THE BLOG

Mind the Gap

27/11/2015 10:24 GMT | Updated 26/11/2016 10:12 GMT

The Spending Review rewards high-tech, hospital services and cuts the less sexy services which are essential to keep Londoners healthy. Next day appointments, named GPs and seven day access are all well and good, but there is neither the time, money or morale for many GPs within the profession to deliver them at present.

Improving access for patients is about getting them to the right destination by creating a flow through the system, not spreading hard pressed staff more thinly over longer opening hours. Most of the time the right destination isn't a hospital, but patients can't keep flowing without high-quality consultations from clinicians who have time to correctly diagnose, community health which is available and has capacity, and social and mental health care professionals, who can effectively manage chronic and long-term conditions.
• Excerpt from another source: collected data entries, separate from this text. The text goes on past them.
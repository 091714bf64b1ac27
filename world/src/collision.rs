//! Batch collision resolution run after every discrete movement cycle.

use std::collections::{BTreeMap, BTreeSet};

use gridchase_core::{CrashKind, Event, GridPosition};

use crate::Board;

/// Cells permanently blocked for the remainder of a level.
#[derive(Clone, Debug, Default)]
pub(crate) struct ObstacleSet {
    cells: BTreeSet<GridPosition>,
}

impl ObstacleSet {
    pub(crate) fn contains(&self, cell: GridPosition) -> bool {
        self.cells.contains(&cell)
    }

    /// Adds `cell`, returning `false` when it was already blocked.
    pub(crate) fn insert(&mut self, cell: GridPosition) -> bool {
        self.cells.insert(cell)
    }

    pub(crate) fn clear(&mut self) {
        self.cells.clear();
    }

    /// Blocked cells in ascending order.
    pub(crate) fn iter(&self) -> impl Iterator<Item = GridPosition> + '_ {
        self.cells.iter().copied()
    }

    /// Returns the first blocked cell satisfying `predicate`.
    pub(crate) fn find(&self, mut predicate: impl FnMut(GridPosition) -> bool) -> Option<GridPosition> {
        self.iter().find(|cell| predicate(*cell))
    }
}

/// Result of a batch resolution pass.
#[derive(Clone, Copy, Debug, PartialEq, Eq)]
pub(crate) struct Resolution {
    /// A pursuer occupies the player's cell.
    pub(crate) caught: bool,
    /// Pursuers removed by crashes during the pass.
    pub(crate) destroyed: u32,
}

/// Runs the ordered resolution pass over the board.
///
/// Order: player check, obstacle crashes, pile-ups, obstacle commit, player
/// re-check. A capture found by the first check ends the pass untouched.
pub(crate) fn resolve(board: &mut Board, out_events: &mut Vec<Event>) -> Resolution {
    if board.player_caught() {
        return Resolution {
            caught: true,
            destroyed: 0,
        };
    }

    let Board {
        pursuers,
        obstacles,
        ..
    } = board;
    let mut pending: BTreeSet<GridPosition> = BTreeSet::new();
    let mut destroyed = 0;

    let mut wrecked: BTreeMap<GridPosition, u32> = BTreeMap::new();
    pursuers.retain(|pursuer| {
        if obstacles.contains(pursuer.cell()) {
            *wrecked.entry(pursuer.cell()).or_default() += 1;
            false
        } else {
            true
        }
    });
    for (cell, count) in wrecked {
        destroyed += count;
        let _ = pending.insert(cell);
        out_events.push(Event::PursuersCrashed {
            cell,
            kind: CrashKind::Obstacle,
            destroyed: count,
        });
    }

    let mut occupancy: BTreeMap<GridPosition, u32> = BTreeMap::new();
    for pursuer in pursuers.iter() {
        *occupancy.entry(pursuer.cell()).or_default() += 1;
    }
    occupancy.retain(|_, count| *count > 1);
    if !occupancy.is_empty() {
        pursuers.retain(|pursuer| !occupancy.contains_key(&pursuer.cell()));
        for (cell, count) in occupancy {
            destroyed += count;
            let _ = pending.insert(cell);
            out_events.push(Event::PursuersCrashed {
                cell,
                kind: CrashKind::Pursuer,
                destroyed: count,
            });
        }
    }

    for cell in pending {
        if obstacles.insert(cell) {
            out_events.push(Event::ObstacleCreated { cell });
        }
    }

    Resolution {
        caught: board.player_caught(),
        destroyed,
    }
}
Front-loading £3.8bn of the government's already promised £8bn additional investment in health by 2020 sounds good, but it's not much when set against the record £2bn sinkhole that has suddenly opened up in secondary care and the ever-growing pressures of winter. £750m of the front-loaded sum will be used to prop-up the GP extended access pilots; part of the rationale for these is reducing A&E admissions, but the pilots cost £45m in order to reduce A&E admissions by the equivalent of only £3.2m. None of this front-loading negates the requirement of £22bn in efficiency savings by 2020, in what is already the world's most efficient health service.
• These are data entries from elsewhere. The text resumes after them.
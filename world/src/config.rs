//! Tunable parameters for a Gridchase session.

use std::time::Duration;

use gridchase_core::{Charges, GridSize};
use thiserror::Error;

const DEFAULT_GRID: GridSize = GridSize::new(50, 35);
const DEFAULT_SEED: u64 = 0x5eed_da1e_c0de_2025;
const DEFAULT_BASE_PURSUERS: u32 = 5;
const DEFAULT_MAX_LEVEL: u32 = 10;
const DEFAULT_SPAWN_MIN_SQUARED_DISTANCE: u32 = 3;
const DEFAULT_SPAWN_ATTEMPTS_PER_PURSUER: u32 = 1_000;
const DEFAULT_STEP_DURATION: Duration = Duration::from_millis(800);
const DEFAULT_MOVE_COOLDOWN: Duration = Duration::from_millis(100);
const DEFAULT_TELEPORT_ATTEMPTS: u32 = 100;
const DEFAULT_SAFE_TELEPORT_SQUARED_DISTANCE: u32 = 2;
const DEFAULT_STARTING_CHARGES: Charges = Charges::new(10, 3, 2, 1);
const DEFAULT_LEVEL_REFILL: Charges = Charges::new(2, 0, 2, 0);
const DEFAULT_RUSH_BONUS_INTERVAL: u32 = 5;

/// Largest accepted column or row count; keeps squared cell distances inside `u32`.
pub const MAX_GRID_DIMENSION: u32 = 4_096;

/// Speed profile and collision tolerances of the continuous rush mode.
///
/// Speeds are measured in cells per second; distances in cells.
#[derive(Clone, Copy, Debug, PartialEq)]
pub struct RushTuning {
    /// Speed every pursuer starts with when the rush begins.
    pub initial_speed: f32,
    /// Multiplicative growth per simulated second (`speed *= acceleration^dt`).
    pub acceleration: f32,
    /// Hard cap on the speed.
    pub max_speed: f32,
    /// Two positions closer than this collide.
    pub collision_threshold: f32,
    /// Pursuers closer than this to the player stop moving.
    pub arrival_epsilon: f32,
}

impl Default for RushTuning {
    fn default() -> Self {
        Self {
            initial_speed: 2.0,
            acceleration: 1.2,
            max_speed: 15.0,
            collision_threshold: 0.5,
            arrival_epsilon: 0.1,
        }
    }
}

/// Configuration parameters required to construct a world.
#[derive(Clone, Debug, PartialEq)]
pub struct WorldConfig {
    grid: GridSize,
    seed: u64,
    base_pursuers: u32,
    max_level: u32,
    spawn_min_squared_distance: u32,
    spawn_attempts_per_pursuer: u32,
    step_duration: Duration,
    move_cooldown: Duration,
    teleport_attempts: u32,
    safe_teleport_squared_distance: u32,
    starting_charges: Charges,
    level_refill: Charges,
    rush_bonus_interval: u32,
    rush: RushTuning,
}

impl Default for WorldConfig {
    fn default() -> Self {
        Self {
            grid: DEFAULT_GRID,
            seed: DEFAULT_SEED,
            base_pursuers: DEFAULT_BASE_PURSUERS,
            max_level: DEFAULT_MAX_LEVEL,
            spawn_min_squared_distance: DEFAULT_SPAWN_MIN_SQUARED_DISTANCE,
            spawn_attempts_per_pursuer: DEFAULT_SPAWN_ATTEMPTS_PER_PURSUER,
            step_duration: DEFAULT_STEP_DURATION,
            move_cooldown: DEFAULT_MOVE_COOLDOWN,
            teleport_attempts: DEFAULT_TELEPORT_ATTEMPTS,
            safe_teleport_squared_distance: DEFAULT_SAFE_TELEPORT_SQUARED_DISTANCE,
            starting_charges: DEFAULT_STARTING_CHARGES,
            level_refill: DEFAULT_LEVEL_REFILL,
            rush_bonus_interval: DEFAULT_RUSH_BONUS_INTERVAL,
            rush: RushTuning::default(),
        }
    }
}

impl WorldConfig {
    /// Replaces the grid dimensions.
    #[must_use]
    pub fn with_grid(mut self, grid: GridSize) -> Self {
        self.grid = grid;
        self
    }

    /// Replaces the random seed.
    #[must_use]
    pub fn with_seed(mut self, seed: u64) -> Self {
        self.seed = seed;
        self
    }

    /// Replaces the pursuer count of level zero; level `n` spawns `base + n`.
    #[must_use]
    pub fn with_base_pursuers(mut self, base_pursuers: u32) -> Self {
        self.base_pursuers = base_pursuers;
        self
    }

    /// Replaces the last level; clearing it wins the game.
    #[must_use]
    pub fn with_max_level(mut self, max_level: u32) -> Self {
        self.max_level = max_level;
        self
    }

    /// Replaces the number of draws each pursuer gets during level setup.
    #[must_use]
    pub fn with_spawn_attempts_per_pursuer(mut self, attempts: u32) -> Self {
        self.spawn_attempts_per_pursuer = attempts;
        self
    }

    /// Replaces the duration of a discrete step animation.
    #[must_use]
    pub fn with_step_duration(mut self, step_duration: Duration) -> Self {
        self.step_duration = step_duration;
        self
    }

    /// Replaces the minimum simulated time between accepted player moves.
    #[must_use]
    pub fn with_move_cooldown(mut self, move_cooldown: Duration) -> Self {
        self.move_cooldown = move_cooldown;
        self
    }

    /// Replaces the charges granted when a game starts.
    #[must_use]
    pub fn with_starting_charges(mut self, charges: Charges) -> Self {
        self.starting_charges = charges;
        self
    }

    /// Replaces the rush speed profile.
    #[must_use]
    pub fn with_rush(mut self, rush: RushTuning) -> Self {
        self.rush = rush;
        self
    }

    /// Dimensions of the playable grid.
    #[must_use]
    pub const fn grid(&self) -> GridSize {
        self.grid
    }

    /// Seed feeding every random draw of the session.
    #[must_use]
    pub const fn seed(&self) -> u64 {
        self.seed
    }

    /// Number of pursuers spawned on the provided level.
    #[must_use]
    pub const fn pursuers_for_level(&self, level: u32) -> u32 {
        self.base_pursuers.saturating_add(level)
    }

    /// Last playable level.
    #[must_use]
    pub const fn max_level(&self) -> u32 {
        self.max_level
    }

    /// Pursuers must spawn strictly farther than this squared distance from the player.
    #[must_use]
    pub const fn spawn_min_squared_distance(&self) -> u32 {
        self.spawn_min_squared_distance
    }

    /// Placement attempts budgeted per requested pursuer.
    #[must_use]
    pub const fn spawn_attempts_per_pursuer(&self) -> u32 {
        self.spawn_attempts_per_pursuer
    }

    /// Duration of a discrete step animation.
    #[must_use]
    pub const fn step_duration(&self) -> Duration {
        self.step_duration
    }

    /// Minimum simulated time between accepted player moves.
    #[must_use]
    pub const fn move_cooldown(&self) -> Duration {
        self.move_cooldown
    }

    /// Number of cells sampled by a relocation before settling.
    #[must_use]
    pub const fn teleport_attempts(&self) -> u32 {
        self.teleport_attempts
    }

    /// Safe relocations reject cells within this squared distance of a pursuer.
    #[must_use]
    pub const fn safe_teleport_squared_distance(&self) -> u32 {
        self.safe_teleport_squared_distance
    }

    /// Charges granted when a game starts.
    #[must_use]
    pub const fn starting_charges(&self) -> Charges {
        self.starting_charges
    }

    /// Charges added whenever a level is cleared.
    #[must_use]
    pub const fn level_refill(&self) -> Charges {
        self.level_refill
    }

    /// Reaching a level divisible by this interval grants a bonus rush charge.
    #[must_use]
    pub const fn rush_bonus_interval(&self) -> u32 {
        self.rush_bonus_interval
    }

    /// Rush speed profile.
    #[must_use]
    pub const fn rush(&self) -> RushTuning {
        self.rush
    }

    /// Checks that every level can be populated and that timings are usable.
    pub fn validate(&self) -> Result<(), ConfigError> {
        if self.grid.columns() == 0 || self.grid.rows() == 0 {
            return Err(ConfigError::EmptyGrid);
        }
        if self.grid.columns() > MAX_GRID_DIMENSION || self.grid.rows() > MAX_GRID_DIMENSION {
            return Err(ConfigError::GridTooLarge {
                columns: self.grid.columns(),
                rows: self.grid.rows(),
            });
        }
        if self.max_level == 0 {
            return Err(ConfigError::NoLevels);
        }
        if self.step_duration.is_zero() {
            return Err(ConfigError::ZeroStepDuration);
        }
        if self.teleport_attempts == 0 || self.spawn_attempts_per_pursuer == 0 {
            return Err(ConfigError::ZeroAttempts);
        }

        let exclusion = exclusion_zone_cells(self.spawn_min_squared_distance);
        let required = u64::from(self.pursuers_for_level(self.max_level)) + exclusion;
        if self.grid.cell_count() < required {
            return Err(ConfigError::GridTooSmall {
                cells: self.grid.cell_count(),
                required,
            });
        }

        let rush = self.rush;
        if !(rush.initial_speed > 0.0) {
            return Err(ConfigError::InvalidRush("initial speed must be positive"));
        }
        if !(rush.acceleration >= 1.0) {
            return Err(ConfigError::InvalidRush("acceleration must be at least 1"));
        }
        if !(rush.max_speed >= rush.initial_speed) {
            return Err(ConfigError::InvalidRush(
                "max speed must not be below the initial speed",
            ));
        }
        if !(rush.collision_threshold > 0.0) || !(rush.arrival_epsilon >= 0.0) {
            return Err(ConfigError::InvalidRush("distances must be non-negative"));
        }

        Ok(())
    }
}

/// Reasons a configuration is rejected before a world is built.
#[derive(Clone, Debug, PartialEq, Error)]
pub enum ConfigError {
    /// The grid has no cells.
    #[error("grid must have at least one column and one row")]
    EmptyGrid,
    /// A grid dimension exceeds [`MAX_GRID_DIMENSION`].
    #[error("grid {columns}x{rows} exceeds the {MAX_GRID_DIMENSION} cell limit per side")]
    GridTooLarge {
        /// Requested column count.
        columns: u32,
        /// Requested row count.
        rows: u32,
    },
    /// The game would end before it starts.
    #[error("max level must be at least 1")]
    NoLevels,
    /// Step animations must take time for the pursuit gate to work.
    #[error("step animation duration must be positive")]
    ZeroStepDuration,
    /// Sampling loops need at least one attempt.
    #[error("teleport and spawn attempt caps must be positive")]
    ZeroAttempts,
    /// The final level cannot fit its pursuers outside the spawn exclusion zone.
    #[error("grid has {cells} cells but the final level needs at least {required}")]
    GridTooSmall {
        /// Cells available on the configured grid.
        cells: u64,
        /// Cells required by the final level.
        required: u64,
    },
    /// The rush tuning is unusable.
    #[error("invalid rush tuning: {0}")]
    InvalidRush(&'static str),
}

/// Number of cells (player cell included) within `min_squared` of a cell.
fn exclusion_zone_cells(min_squared: u32) -> u64 {
    let radius = (f64::from(min_squared)).sqrt().floor() as i64;
    let limit = i64::from(min_squared);
    let mut cells = 0;
    for dx in -radius..=radius {
        for dy in -radius..=radius {
            if dx * dx + dy * dy <= limit {
                cells += 1;
            }
        }
    }
    cells
}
The main concern I have with this year's Spending Review is the cuts are falling in areas which offer the best returns in terms of pounds spent to patients cured, or more to the point not getting ill in the first place. National Audit Office figures show that a one percent increase in spending on community services is associated with a three percent reduction in A&E attendance. Cutting social care and asking councils to make up the difference by raising money directly via extra council tax penalises London's many deprived boroughs, with the greatest need for these services and the least ability to pay for them.

Government figures state that London is the worst area in England for childhood obesity - 11 percent of children in primary school reception classes are obese, rising to 22 percent by year six. This frequently results in diabetes, which will affect 569,000, or nine percent, of Londoners by 2020. Nationally, 2.9 million Britons will live with one or more long-term conditions by 2018, up a million from 2008. Cuts to local council budgets see sports and education programmes axed, removing the preventative measures that are most effective in treating obesity. Public health spending is set to fall by £200m a year, that's £800m in total across the next four years, removing further vital preventative programmes.

With less funding for practices and community services such as mental health workers, social services, district nurses and health visitors, the result is that waiting and consultation rooms get gridlocked, GPs and staff are overwhelmed, and signs of illness can be missed as more consultations are squeezed into less real time. On top of this there is ever expanding NHS bureaucracy, demanding data down to the minutest detail by yesterday, and politically driven requirements with no proven health outcomes, that practices are required to meet. With all this going on it's no wonder that our consultation time is eaten up by the tapping of keys as each figure is recorded and box ticked, before a GP can do what they do best, and treat us as a whole person, not just a collection of symptoms.

Think of the flow through the health system like a journey into London: a bus to the train station, a train to the Tube stop, a Tube into town and a Boris bike to cover the last couple of miles. Everyone knows the iconic Tube, but without all the other parts of the transport infrastructure people don't get where they're going. Once one part fails people get stuck on the other parts, the flow stops and the whole network begins to creak. The government's Spending Review doesn't invest in the whole network, just the headline grabbers, so rails buckle and traffic jams form as patients can't flow through general practice, hospitals and community services. Those with the financial means can get around the blockages, with private healthcare. In the same way a traveller can pay another fare to switch trains or flag a cab, someone can choose to "fast track" through the health system, but the poorest have to keep going with what they have, cycling on crowded roads, staying on the bus because they've already paid or waiting on the platform until they can squeeze into the last remaining gap.

We need to clear the roadblocks, fix the broken signals and get things flowing in the NHS - by stripping those parts of the system which don't add value to, or even drain it away from, the patient having a consultation. We can do this at practice level by prioritising the navigation and coordination of the care patients go through, simplifying complex health and wellbeing journeys. GPs and commissioners need to work together to increase capacity so that the right people are in the right places, providing the right services. Think of when your train arrives at the station and your bus is already on the stand outside. It's not about integrating everything into one single network, it's about coordinating the different networks.

Critically, we need the whole network to work together, acknowledging that neither GPs or hospitals, or social and community care have a monopoly on answers. Any may be the 'stop' on the network where patients get the right care and can exit, but they are just as likely to be the 'stop' where patients change and continue their flow on to the right place for them, not just the system. Together commissioners, providers and local medical committees should work with stakeholders and partners at a local level to promote education and prevention, awareness of community, mental health, social and voluntary services. Developed and collaborative commissioning will then expand or contract services as they are needed, rather than simply as budgetary pressures dictate.